Anybody can cook a hamburger. Take a piece of ground meat, throw it on a grill, put it in under the broiler or on a griddle and cook away. When done, top it off with your favorite combination of condiments and you’ve got yourself a hamburger.
If you’re totally satisfied with your burgers, read no further. But if you’d like to serve what I believe is the perfect hamburger at your next cookout, read on.
The perfect hamburger has perfect flavor, and there are two vital ingredients in creating superb flavor when cooking with beef – salt and fat. I believe that both of these key ingredients are largely overlooked during the creation of most backyard burgers.
Salt – no matter the type – is sodium chloride, but the source of the salt and how it is processed can be like night and day.

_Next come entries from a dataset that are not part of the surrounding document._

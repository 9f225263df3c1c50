//! Seeded train/validation partitioning.
//!
//! Plain random split, not stratified by class: small classes can end up
//! missing from the validation side. Both training harnesses call
//! [`train_test_split`] with the same arguments and therefore see the same
//! partition of a given table.

use rand::SeedableRng;
use rand::rngs::StdRng;
use rand::seq::SliceRandom;

use crate::CoreError;

/// Fraction of rows held out for validation.
pub const DEFAULT_TEST_FRACTION: f64 = 0.2;
/// Seed used for splitting, initialization and sampling.
pub const DEFAULT_SEED: u64 = 42;

/// Row indices of the two sides of a split.
#[derive(Debug, Clone, PartialEq, Eq)]
pub struct Split {
    pub train: Vec<usize>,
    pub test: Vec<usize>,
}

/// Shuffle `0..n_rows` with `seed` and hold out `ceil(n_rows * test_fraction)` rows.
///
/// Both sides must end up non-empty.
pub fn train_test_split(n_rows: usize, test_fraction: f64, seed: u64) -> Result<Split, CoreError> {
    let invalid = || CoreError::InvalidSplit {
        rows: n_rows,
        test_fraction,
    };

    if !(test_fraction > 0.0 && test_fraction < 1.0) {
        return Err(invalid());
    }
    let n_test = (n_rows as f64 * test_fraction).ceil() as usize;
    if n_test == 0 || n_test >= n_rows {
        return Err(invalid());
    }

    let mut perm: Vec<usize> = (0..n_rows).collect();
    perm.shuffle(&mut StdRng::seed_from_u64(seed));
    let train = perm.split_off(n_test);

    Ok(Split { train, test: perm })
}
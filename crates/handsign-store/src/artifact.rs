//! Single-file JSON persistence for trained model artifacts.
//!
//! The artifact type itself lives with the training code; this module only
//! moves it to and from disk.

use std::fs::File;
use std::io::{BufReader, BufWriter, Write};
use std::path::Path;

use serde::Serialize;
use serde::de::DeserializeOwned;
use tracing::info;

use crate::StoreError;

/// Serialize `artifact` as JSON to `path`, creating parent directories.
pub fn write_artifact<T: Serialize>(path: &Path, artifact: &T) -> Result<(), StoreError> {
    let write_err = |source| StoreError::Write {
        path: path.to_path_buf(),
        source,
    };

    if let Some(parent) = path.parent()
        && !parent.as_os_str().is_empty()
    {
        std::fs::create_dir_all(parent).map_err(write_err)?;
    }

    let file = File::create(path).map_err(write_err)?;
    let mut writer = BufWriter::new(file);
    serde_json::to_writer(&mut writer, artifact)?;
    writer.flush().map_err(write_err)?;

    info!(path = %path.display(), "wrote model artifact");
    Ok(())
}

/// Load an artifact previously written with [`write_artifact`].
pub fn read_artifact<T: DeserializeOwned>(path: &Path) -> Result<T, StoreError> {
    if !path.exists() {
        return Err(StoreError::InputMissing(path.to_path_buf()));
    }
    let reader = BufReader::new(File::open(path)?);
    let artifact = serde_json::from_reader(reader)?;
    info!(path = %path.display(), "loaded model artifact");
    Ok(artifact)
}
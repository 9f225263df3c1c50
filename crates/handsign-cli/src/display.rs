//! Human-readable rendering of aggregation reports, model artifacts,
//! predictions and landmark tables.

use std::fmt::Write;
use std::path::Path;

use arrow::util::pretty::pretty_format_batches;
use handsign_ai::{AggregateReport, Classifier, ModelArtifact, Prediction};
use handsign_core::FeatureTable;

/// Columns shown by [`format_table_stats`]: the wrist landmark and the label.
const PREVIEW_COLUMNS: &[&str] = &["x_0", "y_0", "z_0", "label"];

// ── Aggregation ──

pub fn format_report(report: &AggregateReport) -> String {
    let mut out = String::new();
    let _ = writeln!(
        out,
        "  {:<20} {:>6} {:>10} {:>10}",
        "class", "rows", "no hand", "unreadable"
    );
    for class in &report.classes {
        let _ = writeln!(
            out,
            "  {:<20} {:>6} {:>10} {:>10}",
            class.label, class.rows, class.skipped_no_hand, class.skipped_decode
        );
    }
    let _ = writeln!(
        out,
        "Total samples: {} ({} skipped)",
        report.total_rows(),
        report.total_skipped()
    );
    out
}

// ── Models ──

pub fn format_artifact(artifact: &ModelArtifact, path: &Path) -> String {
    let mut out = String::new();
    let _ = writeln!(out, "=== {} ===", path.display());
    let _ = writeln!(out, "  {:<18} {}", "kind", artifact.classifier.kind());
    let _ = writeln!(out, "  {:<18} {}", "trained_at", artifact.trained_at);
    let _ = writeln!(out, "  {:<18} {}", "format_version", artifact.format_version);

    match &artifact.classifier {
        Classifier::Network(net) => {
            let _ = writeln!(out, "  {:<18} {}", "inputs", net.input_width());
        }
        Classifier::Forest(forest) => {
            let nodes: usize = forest.trees().iter().map(|t| t.node_count()).sum();
            let _ = writeln!(out, "  {:<18} {}", "trees", forest.trees().len());
            let _ = writeln!(out, "  {:<18} {}", "nodes", nodes);
        }
    }
    let _ = writeln!(out);

    let metrics = &artifact.metrics;
    let _ = writeln!(out, "Metrics");
    let _ = writeln!(out, "  {:<18} {}", "train_rows", metrics.train_rows);
    let _ = writeln!(out, "  {:<18} {}", "validation_rows", metrics.validation_rows);
    let _ = writeln!(out, "  {:<18} {:.4}", "accuracy", metrics.accuracy);
    if let Some(loss) = metrics.loss {
        let _ = writeln!(out, "  {:<18} {:.4}", "loss", loss);
    }
    if let Some(last) = metrics.history.last() {
        let _ = writeln!(out, "  {:<18} {}", "epochs", last.epoch);
    }
    let _ = writeln!(out);

    let _ = writeln!(out, "Classes ({})", artifact.encoding.len());
    for (code, label) in artifact.encoding.classes().iter().enumerate() {
        let _ = writeln!(out, "  {code:>3}  {label}");
    }
    out
}

pub fn format_prediction(prediction: &Prediction, artifact: &ModelArtifact) -> String {
    let mut out = String::new();
    let _ = writeln!(
        out,
        "Prediction: {} ({:.1}%)",
        prediction.label,
        prediction.confidence * 100.0
    );

    let mut ranked: Vec<(usize, f32)> = prediction.probabilities.iter().copied().enumerate().collect();
    ranked.sort_by(|a, b| b.1.total_cmp(&a.1).then(a.0.cmp(&b.0)));
    for (code, p) in ranked.into_iter().take(5) {
        let label = artifact.encoding.decode(code).unwrap_or("?");
        let _ = writeln!(out, "  {label:<20} {:>6.1}%", p * 100.0);
    }
    out
}

// ── Tables ──

/// Per-class row counts followed by the first `head` rows as an Arrow table.
pub fn format_table_stats(table: &FeatureTable, head: usize) -> anyhow::Result<String> {
    let mut out = String::new();
    writeln!(out, "{} rows", table.len())?;
    for (label, count) in table.class_counts() {
        writeln!(out, "  {label:<20} {count:>6}")?;
    }

    if head > 0 && !table.is_empty() {
        let batch = table.to_record_batch()?;
        let indices = PREVIEW_COLUMNS
            .iter()
            .map(|name| batch.schema().index_of(name))
            .collect::<Result<Vec<_>, _>>()?;
        let preview = batch.project(&indices)?.slice(0, head.min(batch.num_rows()));
        writeln!(out)?;
        writeln!(out, "{}", pretty_format_batches(&[preview])?)?;
    }
    Ok(out)
}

Salt is a fascinating ingredient. Until the past 150 years or so, salt was among the most valuable commodities on earth – rivaling gold and silver in some cases. Salt was strategic not only in cooking and preserving, but in curing and healing. It is said that Napoleon was forced to retreat from Moscow because his army lacked salt and their wounds would not heal. Dating back even further, Roman soldiers received part of their pay in salt, and many used it to buy slaves for their personal use.
“He is not worth his salt” is a saying from that time.
Most salt today is mined from large deposits remaining from dried salt lakes. Table salt, sometimes with an iodine additive, is a fine-grained salt used commonly in cooking and as a table condiment. Kosher salt is an additive-free version and is used widely by gourmet cooks who prefer the flavor and texture. Sea salt comes from the evaporation of seawater, and is available in fine or coarse textures. My choice for the perfect hamburger is kosher salt. I want the kosher salt not only for its flavor, but because it will help form a crust on the burgers to enhance the flavor.
Now for the fat part.
Fat has a bad name today. One bite of fat, say the health experts, and you’ll go belly up within hours. Well, maybe that’s an overstatement, but you know what I mean. But in the bible, they didn’t kill the lean animal, but the “fatted” calf when they wanted to celebrate the return of the prodigal son. I also remember a story about fat that my dad told me when I was just a boy.
He was an FBI agent on a trip to Pittsburg and was eating dinner with three of his associates. They all ordered steaks. When they came, one agent noted “excessive” marbling in his steak and asked the waiter for another one, upon which Dad said, “Here, take mine. It’s leaner. I’ll eat yours.”
Dad said it was the best steak he ever put in his mouth. Fat has a way of making beef better, especially when it comes to hamburgers.
A trip to the butcher reveals multiple choices when it comes to ground beef. Some blends include up to 96% lean meat. Some is made from the round and some exclusively from sirloin. Ground chuck is generally 80-20, but my preference for perfect backyard burgers is the 73-27 blend.
All that fat? Yes, all that fat. But remember, most will cook out.
I begin my burger creation with eight-ounce spheres of 73-27 ground beef, about the size of a tennis ball. I like them big because bigger burgers are juicier. I shape them firmly, and then sprinkle a heavy layer of both kosher salt and coarse ground pepper all around. I then let them rest on a wire rack for up to an hour.
Put the burgers on the grill over medium heat. You want the meat to cook slowly at first, so the salt and juices will thoroughly permeate the meat. Don’t turn until the burgers are brown on one side – and you will notice the salt-fat-pepper crust beginning to form.
Brown on the other side before beginning to flatten the burger. Don’t smash all at once but begin to gradually shape the patty into a thick oval so it fits better on a bun. At the end, most of the fat will melt away and the beauty is that the fat and salt seeps through the burger as it cooks. These burgers, I’m telling you, are fantastic.
And they don’t require much in the way of condiments. A slice of Vidalia onion and fresh tomato, some lettuce, and a dab of mayonnaise pretty much seals the deal. And they won’t need salt.
Try these burgers. They may not be perfect, but they’re close.
(Makes 6 burgers)
3 pounds 73-27 Ground Beef
Coarse Ground Pepper
Condiments to suit
Shape ground meat into tennis ball size patties and put a thick layer of salt and pepper all around. Let the burgers rest on a wire rack on the counter for 30-60 minutes.
Cook over a medium hot grill. Brown on both sides before gradually beginning to flatten the burgers to fit the buns. Medium rare works for me, but even well done burgers will be exploding with juice and flavor.